Oh, this is what a day off feels like.
[LAUGHS.]
You want some coffee? I want you, and then I want coffee, and then I want waffles, and then I want to go to the range and try out those new .
44 mags.
[LAUGHS.]
I love all that.
I love you.
Um, just one sec.
I'll be right back.
[HEAVY BREATHING.]
[SIGHS.]
Hey, I forgot that I was gonna take my car in, and I just talked to them, and they can still take me, and so I'm gonna go before they get busy.
Really? One day off, you know? Hailey.
I just feel like I should get it done, but everything's fine.
Um, I'm sorry, but I um, stay here.
I'll be right back.
And yeah, just hang out here, and I'll be back in a little bit.
Possible mental illness involved.
Supervisor advised.
You on scene? Copy, car's rolling.
2124, got a wellness check.
3839 North Racine.
Caller states multiple members of the Clarton family are gone.
Possible missing persons.
5021 Henry, hold me down on that missing persons.
Copy, 5021 Henry.
[TIRES SCREECHING.]
Morning.
Detective Hailey Upton.
Morning.
Your with Intelligence, yeah? Dispatch detailed you? - No, I just picked it up.
- Ah, okay.
There's probably not much for you here.
Next door neighbor, Jessica Hartley She's right over there called it in.
Hasn't seen her neighbors in a few days.
The Clarton family.
Dad Ray, wife Helen, and their kid, Becca.
She's 12.
- Signs of forced entry? - Nah.
Sarge gave me the green light to enter in a wellness check.
Front door was unlocked.
No signs of foul play.
Everything seems fine inside.
Jessica? Hi, I'm Detective Hailey Upton.
When was the last time you saw your neighbors? A few days.

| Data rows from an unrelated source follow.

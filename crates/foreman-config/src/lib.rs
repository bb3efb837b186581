//! Typed master configuration: builders, schedulers, workers, locks,
//! and global properties loaded from a TOML file. IDs are assigned at
//! load time by position, so reordering entries in the file changes
//! their ids -- callers that need stable ids across reloads should key
//! off `name` instead.

use std::collections::BTreeMap;
use std::fs;
use std::path::{Path, PathBuf};
use std::time::Duration;

use anyhow::{Context, Result};
use foreman_types::{
    AccessMode, Builder, BuilderId, LockAccess, LockId, LockScope, MasterId, PathConvention, StepTemplate, Worker, WorkerId,
};
use serde::{Deserialize, Serialize};

/// Environment variable consulted for the try-job RPC shared secret.
/// Takes precedence over `[try_job] shared_secret` in the file so the
/// secret itself doesn't need to live on disk in the common case.
pub const TRY_JOB_SECRET_ENV: &str = "FOREMAN_TRY_JOB_SECRET";

#[derive(Debug, Clone, Serialize, Deserialize)]
#[serde(default)]
pub struct MasterConfig {
    pub masterid: u64,
    pub builders: Vec<BuilderConfig>,
    pub schedulers: Vec<SchedulerConfig>,
    pub workers: Vec<WorkerConfig>,
    pub global_properties: BTreeMap<String, serde_json::Value>,
    pub timeouts: TimeoutsConfig,
    pub try_job: TryJobConfig,
}

impl Default for MasterConfig {
    fn default() -> Self {
        Self {
            masterid: 1,
            builders: Vec::new(),
            schedulers: Vec::new(),
            workers: Vec::new(),
            global_properties: BTreeMap::new(),
            timeouts: TimeoutsConfig::default(),
            try_job: TryJobConfig::default(),
        }
    }
}

impl MasterConfig {
    pub fn masterid(&self) -> MasterId {
        MasterId(self.masterid)
    }

    /// Builders in file order, each assigned an id equal to its
    /// position (1-based, matching `masterid`'s own convention of never
    /// using 0).
    pub fn builders(&self) -> Vec<Builder> {
        self.builders
            .iter()
            .enumerate()
            .map(|(i, b)| b.to_builder(BuilderId(i as u64 + 1)))
            .collect()
    }

    pub fn workers(&self) -> Vec<Worker> {
        self.workers
            .iter()
            .enumerate()
            .map(|(i, w)| w.to_worker(WorkerId(i as u64 + 1)))
            .collect()
    }

    /// The try-job shared secret, preferring `FOREMAN_TRY_JOB_SECRET`
    /// over the file so deployments don't have to commit it.
    pub fn try_job_secret(&self) -> Option<String> {
        std::env::var(TRY_JOB_SECRET_ENV).ok().or_else(|| self.try_job.shared_secret.clone())
    }

    /// `other` wins on every field it sets; used to layer a
    /// site-specific override file on top of a shared base config.
    pub fn merge(&self, other: &MasterConfig) -> MasterConfig {
        MasterConfig {
            masterid: other.masterid,
            builders: if other.builders.is_empty() { self.builders.clone() } else { other.builders.clone() },
            schedulers: if other.schedulers.is_empty() { self.schedulers.clone() } else { other.schedulers.clone() },
            workers: if other.workers.is_empty() { self.workers.clone() } else { other.workers.clone() },
            global_properties: {
                let mut merged = self.global_properties.clone();
                merged.extend(other.global_properties.clone());
                merged
            },
            timeouts: other.timeouts.clone(),
            try_job: other.try_job.clone(),
        }
    }
}

/// A builder definition as written in TOML. Lacks `Builder::do_build_if`
/// (a closure can't be expressed in config); a builder that needs one
/// must be wired up in code after loading.
#[derive(Debug, Clone, Serialize, Deserialize)]
#[serde(default)]
pub struct BuilderConfig {
    pub name: String,
    pub workernames: Vec<String>,
    pub locks: Vec<LockAccessConfig>,
    pub project: String,
    pub tags: Vec<String>,
    pub env: BTreeMap<String, String>,
    pub factory: Vec<StepTemplate>,
}

impl Default for BuilderConfig {
    fn default() -> Self {
        Self {
            name: String::new(),
            workernames: Vec::new(),
            locks: Vec::new(),
            project: String::new(),
            tags: Vec::new(),
            env: BTreeMap::new(),
            factory: Vec::new(),
        }
    }
}

impl BuilderConfig {
    pub fn to_builder(&self, id: BuilderId) -> Builder {
        Builder {
            id,
            name: self.name.clone(),
            workernames: self.workernames.clone(),
            locks: self.locks.iter().map(LockAccessConfig::to_lock_access).collect(),
            project: self.project.clone(),
            tags: self.tags.clone(),
            env: self.env.clone(),
            factory: self.factory.clone(),
            do_build_if: None,
        }
    }
}

#[derive(Debug, Clone, Serialize, Deserialize)]
pub struct LockAccessConfig {
    pub scope: LockScopeConfig,
    pub name: String,
    #[serde(default = "default_max_count")]
    pub max_count: u32,
    #[serde(default)]
    pub mode: AccessModeConfig,
}

fn default_max_count() -> u32 {
    1
}

impl LockAccessConfig {
    fn to_lock_access(&self) -> LockAccess {
        LockAccess {
            lock: LockId {
                scope: match self.scope {
                    LockScopeConfig::Master => LockScope::Master,
                    LockScopeConfig::Worker => LockScope::Worker,
                },
                name: self.name.clone(),
                max_count: self.max_count,
            },
            mode: match self.mode {
                AccessModeConfig::Exclusive => AccessMode::Exclusive,
                AccessModeConfig::Counting => AccessMode::Counting,
            },
        }
    }
}

#[derive(Debug, Clone, Copy, Serialize, Deserialize)]
#[serde(rename_all = "snake_case")]
pub enum LockScopeConfig {
    Master,
    Worker,
}

#[derive(Debug, Clone, Copy, Default, Serialize, Deserialize)]
#[serde(rename_all = "snake_case")]
pub enum AccessModeConfig {
    Exclusive,
    #[default]
    Counting,
}

#[derive(Debug, Clone, Serialize, Deserialize)]
#[serde(default)]
pub struct WorkerConfig {
    pub name: String,
    pub capabilities: Vec<String>,
    pub basedir: String,
    pub path_convention: PathConventionConfig,
    pub latent: bool,
}

impl Default for WorkerConfig {
    fn default() -> Self {
        Self {
            name: String::new(),
            capabilities: Vec::new(),
            basedir: "/var/lib/foreman/worker".to_string(),
            path_convention: PathConventionConfig::Posix,
            latent: false,
        }
    }
}

impl WorkerConfig {
    fn to_worker(&self, id: WorkerId) -> Worker {
        Worker {
            id,
            name: self.name.clone(),
            capabilities: self.capabilities.clone(),
            basedir: self.basedir.clone(),
            path_convention: match self.path_convention {
                PathConventionConfig::Posix => PathConvention::Posix,
                PathConventionConfig::Windows => PathConvention::Windows,
            },
            // Starts `Absent`; the worker registry moves it through the
            // latent-worker state machine once a build actually needs it.
            latent: if self.latent {
                Some(foreman_types::LatentWorkerState {
                    state: foreman_types::LatentState::Absent,
                    quarantine_until: None,
                })
            } else {
                None
            },
        }
    }
}

#[derive(Debug, Clone, Copy, Serialize, Deserialize)]
#[serde(rename_all = "snake_case")]
pub enum PathConventionConfig {
    Posix,
    Windows,
}

/// One entry in `[[schedulers]]`, tagged by `kind`. Mirrors the
/// scheduler variants the core crate implements; a config file
/// declares what to build, the loaded `foreman_core::scheduler` types
/// decide when.
#[derive(Debug, Clone, Serialize, Deserialize)]
#[serde(tag = "kind", rename_all = "snake_case")]
pub enum SchedulerConfig {
    SingleBranch { name: String, branch: Option<String>, builder_names: Vec<String> },
    AnyBranch { name: String, builder_names: Vec<String> },
    Periodic {
        name: String,
        branch: Option<String>,
        builder_names: Vec<String>,
        #[serde(with = "humantime_serde")]
        interval: Duration,
    },
    Dependent { name: String, upstream_scheduler_names: Vec<String>, builder_names: Vec<String> },
    Triggerable { name: String, builder_names: Vec<String> },
    Try { name: String, builder_names: Vec<String> },
}

#[derive(Debug, Clone, Serialize, Deserialize)]
#[serde(default)]
pub struct TimeoutsConfig {
    #[serde(with = "humantime_serde")]
    pub ping: Duration,
    #[serde(with = "humantime_serde")]
    pub substantiation: Duration,
}

impl Default for TimeoutsConfig {
    fn default() -> Self {
        Self {
            ping: Duration::from_secs(30),
            substantiation: Duration::from_secs(300),
        }
    }
}

#[derive(Debug, Clone, Serialize, Deserialize)]
#[serde(default)]
pub struct TryJobConfig {
    /// Only read from the file as a fallback; prefer setting
    /// `FOREMAN_TRY_JOB_SECRET` so the secret doesn't land in version
    /// control alongside the rest of the config.
    pub shared_secret: Option<String>,
    pub netstring_port: u16,
    /// Directory polled for the maildir-style jobdir try-job path, in
    /// addition to (not instead of) the RPC channel on `netstring_port`.
    /// Relative paths are resolved against the master's base directory.
    pub jobdir: Option<PathBuf>,
}

impl Default for TryJobConfig {
    fn default() -> Self {
        Self {
            shared_secret: None,
            netstring_port: 8031,
            jobdir: None,
        }
    }
}

/// The conventional config file name within a master's base directory.
pub fn config_path(base_dir: &Path) -> PathBuf {
    base_dir.join("master.toml")
}

/// Loads `master.toml` from `base_dir`, or returns the default config
/// if no such file exists -- a fresh master directory is a valid,
/// empty deployment rather than an error.
pub fn load_config(base_dir: &Path) -> Result<MasterConfig> {
    let path = config_path(base_dir);
    if !path.exists() {
        return Ok(MasterConfig::default());
    }
    load_config_from_file(&path)
}

pub fn load_config_from_file(path: &Path) -> Result<MasterConfig> {
    let contents = fs::read_to_string(path).with_context(|| format!("reading config file {}", path.display()))?;
    toml::from_str(&contents).with_context(|| format!("parsing config file {}", path.display()))
}

pub fn save_config(base_dir: &Path, config: &MasterConfig) -> Result<()> {
    let path = config_path(base_dir);
    let contents = toml::to_string_pretty(config).context("serializing config")?;
    fs::write(&path, contents).with_context(|| format!("writing config file {}", path.display()))
}

/// Walks up from `start_dir` looking for `master.toml`, the same way a
/// VCS client locates its repository root.
pub fn find_config(start_dir: &Path) -> Option<PathBuf> {
    let mut dir = start_dir.to_path_buf();
    loop {
        let candidate = config_path(&dir);
        if candidate.exists() {
            return Some(candidate);
        }
        if !dir.pop() {
            return None;
        }
    }
}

Uh Goose, what day did we see them? Before dance.
Right, so it would've been Tuesday.
- And this isn't like them? - No.
I mean, I'm probably overreacting, nosy next door neighbor.
It's just, they don't ever go anywhere, and I had just talked to Helen.
I'm sorry.
I'm probably wasting your time.
It's just something felt off.
No.
No time wasted.
We'll be right back.
You're the only one that's been inside? Yeah.
[PENSIVE MUSIC.]
Said they lived here for a while? They're renting it.
Been here six months.
Smell that? Place has been bleached recently.
Spring cleaning? Garbage was taken out.
Bag wasn't replaced.
Man, I wish my daughter was this neat.
I can't even get her to put her dirty clothes in the laundry basket.
[SUSPENSEFUL MUSIC.]
Can you get over here and help me move this bed? Towards you.
Ready? Yeah.
5021 Henry, I'm at the missing persons.
I need a crime lab rolled here ASAP.
Copy that, 5021 Henry.
Crime lab en route.
Hey.
Hey.
I had ones like those when I was a kid.
Swallows.
So you didn't make it to the shop, huh? Uh, no.
Um No, I didn't.
Team's just arriving.
Clarton home, husband Ray, wife Helen, daughter Becca.
Talked to the rest of the block.
No one's seen them in at least two days.
And that's odd? To our neighbor, Jessica, yeah.
They were homebodies.
She said she just spoke with Helen to get together the next day.
She called both their cells.
No one's answering.
Checked the phones, and they're shut off.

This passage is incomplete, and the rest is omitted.